Set every record down again, exactly and completely.

(Recorded data)

###

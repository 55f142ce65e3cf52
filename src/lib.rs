//! # mms-queue
//!
//! Steady-state performance metrics for M/M/s queues: Poisson arrivals,
//! exponential service, `s` identical parallel servers.
//!
//! Inputs may be given as rates or as mean durations in hours, minutes or
//! seconds. They are normalized to events per second and evaluated with the
//! closed-form M/M/1 expressions or the Erlang-C based M/M/s expressions.
//!
//! ## Features
//!
//! - **Closed form**: no simulation, one evaluation per run
//! - **Typed outcomes**: unstable systems (ρ ≥ 1) are a distinct result
//! - **Console and HTTP**: interactive prompts, one-shot CLI, JSON API
//!
//! ## Quick Start
//!
//! ```rust
//! use mms_queue::engine::compute_metrics;
//!
//! let outcome = compute_metrics(2.0, 5.0, 1).unwrap();
//! let metrics = outcome.into_metrics().unwrap();
//! assert!((metrics.p0 - 0.6).abs() < 1e-9);
//! ```

pub mod cli;
pub mod config;
pub mod engine;
pub mod error;
pub mod report;
pub mod server;
pub mod telemetry;
pub mod types;

pub use config::CalculatorConfig;
pub use engine::{compute_metrics, convert_to_rate, factorial, QueueCalculator};
pub use error::{QueueError, QueueResult};
pub use report::format_time;
pub use server::run_server;
pub use types::{Metrics, Outcome, QueueInputs, RateInput, TimeUnit, ValueKind};

/// Library version
pub const VERSION: &str = env!("CARGO_PKG_VERSION");

/// Default server port
pub const DEFAULT_PORT: u16 = 8080;
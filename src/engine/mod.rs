//! Queue metrics calculator
//!
//! The computational core: rate normalization and the closed-form M/M/s
//! formulas are free functions; `QueueCalculator` runs them for a full set
//! of inputs and keeps evaluation statistics for long-running front-ends.

mod conversion;
mod formulas;
mod state;

pub use conversion::*;
pub use formulas::*;
pub use state::*;

use std::time::{Duration, Instant};
use tracing::debug;

use crate::error::QueueResult;
use crate::types::{Outcome, QueueInputs};

/// Evaluates queue inputs and records what it saw
pub struct QueueCalculator {
    state: CalculatorState,
    start_time: Instant,
}

impl QueueCalculator {
    pub fn new() -> Self {
        Self {
            state: CalculatorState::new(),
            start_time: Instant::now(),
        }
    }

    /// Get calculator uptime
    pub fn uptime(&self) -> Duration {
        self.start_time.elapsed()
    }

    /// Convert both inputs to per-second rates and evaluate the model
    pub fn evaluate(&self, inputs: &QueueInputs) -> QueueResult<Outcome> {
        let start = Instant::now();

        let outcome = match evaluate(inputs) {
            Ok(outcome) => outcome,
            Err(e) => {
                self.state.record_invalid();
                return Err(e);
            }
        };

        let elapsed = start.elapsed();
        if outcome.is_stable() {
            self.state.record_stable(elapsed);
        } else {
            self.state.record_unstable(elapsed);
        }

        debug!(
            servers = inputs.servers,
            time_unit = %inputs.time_unit,
            rho = outcome.rho(),
            outcome = outcome.label(),
            elapsed_ns = elapsed.as_nanos() as u64,
            "Evaluated M/M/s model"
        );

        Ok(outcome)
    }

    /// Get current statistics
    pub fn stats(&self) -> CalculatorStats {
        self.state.stats()
    }

    /// Reset statistics
    pub fn reset_stats(&self) {
        self.state.reset();
    }
}

impl Default for QueueCalculator {
    fn default() -> Self {
        Self::new()
    }
}

/// Stateless evaluation of one set of inputs
pub fn evaluate(inputs: &QueueInputs) -> QueueResult<Outcome> {
    inputs.validate()?;

    let lambda = inputs.arrival.per_second(inputs.time_unit)?;
    let mu = inputs.service.per_second(inputs.time_unit)?;

    compute_metrics(lambda, mu, inputs.servers)
}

###

### ANSWER:
repository 55f142ce65e3cf52
filename src/lib.rs
//! # mms-queue
//!
//! Steady-state performance metrics for M/M/s queues: Poisson arrivals,
//! exponential service, `s` identical parallel servers.
//!
//! Inputs may be given as rates or as mean durations in hours, minutes or
//! seconds. They are normalized to events per second and evaluated with the
//! closed-form M/M/1 expressions or the Erlang-C based M/M/s expressions.
//!
//! ## Features
//!
//! - **Closed form**: no simulation, one evaluation per run
//! - **Typed outcomes**: unstable systems (ρ ≥ 1) are a distinct result
//! - **Console and HTTP**: interactive prompts, one-shot CLI, JSON API
//!
//! ## Quick Start
//!
//! ```rust
//! use mms_queue::engine::compute_metrics;
//!
//! let outcome = compute_metrics(2.0, 5.0, 1).unwrap();
//! let metrics = outcome.into_metrics().unwrap();
//! assert!((metrics.p0 - 0.6).abs() < 1e-9);
//! ```

pub mod cli;
pub mod config;
pub mod engine;
pub mod error;
pub mod report;
pub mod server;
pub mod telemetry;
pub mod types;

pub use config::CalculatorConfig;
pub use engine::{compute_metrics, convert_to_rate, factorial, QueueCalculator};
pub use error::{QueueError, QueueResult};
pub use report::format_time;
pub use server::run_server;
pub use types::{Metrics, Outcome, QueueInputs, RateInput, TimeUnit, ValueKind};

/// Library version
pub const VERSION: &str = env!("CARGO_PKG_VERSION");

/// Default server port
pub const DEFAULT_PORT: u16 = 8080;
filename src/engine/mod.rs
//! Queue metrics calculator
//!
//! The computational core: rate normalization and the closed-form M/M/s
//! formulas are free functions; `QueueCalculator` runs them for a full set
//! of inputs and keeps evaluation statistics for long-running front-ends.

mod conversion;
mod formulas;
mod state;

pub use conversion::*;
pub use formulas::*;
pub use state::*;

use std::time::{Duration, Instant};
use tracing::debug;

use crate::error::QueueResult;
use crate::types::{Outcome, QueueInputs};

/// Evaluates queue inputs and records what it saw
pub struct QueueCalculator {
    state: CalculatorState,
    start_time: Instant,
}

impl QueueCalculator {
    pub fn new() -> Self {
        Self {
            state: CalculatorState::new(),
            start_time: Instant::now(),
        }
    }

    /// Get calculator uptime
    pub fn uptime(&self) -> Duration {
        self.start_time.elapsed()
    }

    /// Convert both inputs to per-second rates and evaluate the model
    pub fn evaluate(&self, inputs: &QueueInputs) -> QueueResult<Outcome> {
        let start = Instant::now();

        let outcome = match evaluate(inputs) {
            Ok(outcome) => outcome,
            Err(e) => {
                self.state.record_invalid();
                return Err(e);
            }
        };

        let elapsed = start.elapsed();
        if outcome.is_stable() {
            self.state.record_stable(elapsed);
        } else {
            self.state.record_unstable(elapsed);
        }

        debug!(
            servers = inputs.servers,
            time_unit = %inputs.time_unit,
            rho = outcome.rho(),
            outcome = outcome.label(),
            elapsed_ns = elapsed.as_nanos() as u64,
            "Evaluated M/M/s model"
        );

        Ok(outcome)
    }

    /// Get current statistics
    pub fn stats(&self) -> CalculatorStats {
        self.state.stats()
    }

    /// Reset statistics
    pub fn reset_stats(&self) {
        self.state.reset();
    }
}

impl Default for QueueCalculator {
    fn default() -> Self {
        Self::new()
    }
}

/// Stateless evaluation of one set of inputs
pub fn evaluate(inputs: &QueueInputs) -> QueueResult<Outcome> {
    inputs.validate()?;

    let lambda = inputs.arrival.per_second(inputs.time_unit)?;
    let mu = inputs.service.per_second(inputs.time_unit)?;

    compute_metrics(lambda, mu, inputs.servers)
}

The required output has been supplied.